Kibana web-attack timeline from enum to database exfil

Foundations DFIR engagement: Elastic logs reconstructed Nmap/Gobuster/Hydra, admin brute force, webshell upload, LFI credential theft, and phpMyAdmin export of customer_credit_cards.

Foundations28 minDFIR · Log Analysis · Web Attacks · Incident Response
01

Engagement summary

Kibana logs from 26 Jul 2023 showed scanner UA chains, admin:thx1138, webshell commands, LFI of config-db.php, and export of customer_credit_cards.

SLINGSHOT was an IR case for Slingway Inc.’s e-commerce host. Elastic Stack logs (activity from 26 Jul 2023) showed Nmap Scripting Engine probes, Gobuster directory enum (1867 404s, interesting path with artifact, /admin-login.php), Hydra against the admin panel succeeding as admin:thx1138, webshell upload (first command whoami), LFI reading /etc/phpmyadmin/config-db.php, access to /phpmyadmin, and export of database customer_credit_cards plus an attacker-inserted row.

Business impact

Unmonitored admin panels and upload features turn into cardholder-data breaches. Retain web/auth logs in a SIEM, alert on scanner UAs and Hydra patterns, and isolate phpMyAdmin from the internet.

02

Enumeration and admin compromise

Gobuster and Hydra UAs marked the path to admin:thx1138.

OPERATOR · KIBANA

# Kibana: filter @timestamp >= 2023-07-26; inspect user_agent

Nmap Scripting Engine → Mozilla/5.0 (Gobuster)

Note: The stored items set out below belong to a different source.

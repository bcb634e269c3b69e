//! JSON rendering of blurbs.
//!
//! A single URL renders as one object; a batch renders as an array, even when
//! it holds a single entry. Field names match [`crate::models::Blurb`].

use crate::error::Result;
use crate::models::Blurb;

/// Pretty-printed JSON object for one blurb.
pub fn render_blurb(blurb: &Blurb) -> Result<String> {
    Ok(serde_json::to_string_pretty(blurb)?)
}

/// Pretty-printed JSON array of blurbs, in input order.
pub fn render_batch(blurbs: &[Blurb]) -> Result<String> {
    Ok(serde_json::to_string_pretty(blurbs)?)
}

404 count: 1867 hit: /admin-login.php

Mozilla/4.0 (Hydra) → admin:thx1138

03

Webshell, LFI, and DB export

Uploaded shell ran whoami; LFI stole DB creds; customer_credit_cards exported.

OPERATOR · TIMELINE

POST /admin/... upload → webshell

first cmd: whoami

LFI → /etc/phpmyadmin/config-db.php

GET /phpmyadmin export: customer_credit_cards

Remediation

Force MFA on admin, disable arbitrary uploads, move phpMyAdmin behind VPN, and page IR on Gobuster/Hydra signatures plus sudden DB exports.